Amman: Syrian protests which broke out in the southern city of Daraa nearly three weeks ago have taken root in an urban centre near Damascus, where thousands gather every night to mourn demonstrators shot dead by security forces.

The Sunni suburb of Douma has emerged as a new focus of defiance against the 11-year rule of President Bashar Al Assad, shaken by the protests which spread across Syria after first erupting in Daraa.

In focus: Unrest in the Middle East

A key demand of protesters has been an end to a decades-old emergency law, which lawyers and activists say has been used by authorities to stifle opposition, justify arbitrary arrests and give free rein to secret police in the country of 20 million.

Witnesses say thousands of people have been gathering at night in front of the Big Mosque in Douma, a few km north of Damascus, to pay tribute to 10 protesters shot dead by security forces during a demonstration on Friday.

"Douma feels like a liberated city. But we have no illusions that this is temporary, and that the secret police have withdrawn to their headquarters only to absorb the rage in the streets," one of the residents said.

‘Not forgotten'

"The Friday massacre is not forgotten. People are afraid of a repeat this Friday," another resident said.

Outside Douma, on the streets leading to Damascus, the government has erected billboards carrying the slogan, "Besiege sectarian strife and isolate its symbols. The only road to reform is Bashar Al Assad".

Opposition and independent figures have signed a declaration to respect Syria's diversity, rejecting arguments by authorities that any challenge to Al Assad amounts to sowing sectarian strife.

Civic and religious leaders have descended on Douma to offer condolences. The area in front of the mosque has turned into a rallying ground for people calling for freedoms and unity.

"We call for freedom for every person. For every Sunni, Alawite, Esmailis and Christian, whether Arab or a member of the great Kurdish nation," Shaikh Mouaz Al Khatib, head of the independent Islamic Civilisation society, told a large crowd of mourners on Tuesday night.

"Freedom is a birthright. No one can grant it. Not the state, nor the ruler. The great people went out in the streets to take their rights without carrying a gun," he said.

"They called, and we call with them: peaceful, peaceful, peaceful," echoing the cry adopted by pro-democracy protesters during their successful popular revolution in Egypt.


Rebellious streak

Douma, a conservative suburb linking Damascus with the northern countryside, has a history of opposing autocratic rule.

Residents say they have formed popular committees to guide protests, echoing councils set up during Ottoman rule to oppose what was then viewed as an oppressive central government.

Douma farmers once depended on the Barada river, which fed Damascus but has dried up and is now a smelly stream.
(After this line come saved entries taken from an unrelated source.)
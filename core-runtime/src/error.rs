use thiserror::Error;

/// Runtime-level failures raised while wiring the core together.
#[derive(Error, Debug)]
pub enum Error {
    #[error("Configuration error: {0}")]
    Config(String),

    /// A required host bridge was not injected.
    #[error("Capability missing: {capability} - {message}")]
    CapabilityMissing { capability: String, message: String },

    #[error("Unknown host platform: {0}")]
    UnknownPlatform(String),

    #[error("Internal error: {0}")]
    Internal(String),
}

pub type Result<T> = std::result::Result<T, Error>;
The suburb, however, is wealthier than other outlying areas of the capital and residents pride themselves on being highly educated.

They recall that on the eve of the French occupation of Syria in 1920, religious leaders met in Douma and issued a call for people to volunteer and fight the new colonialists. After the French decreed an unpopular constitution for Syria 12 years later, 1,500 people from Douma took to the streets as police fired bullets into the crowd.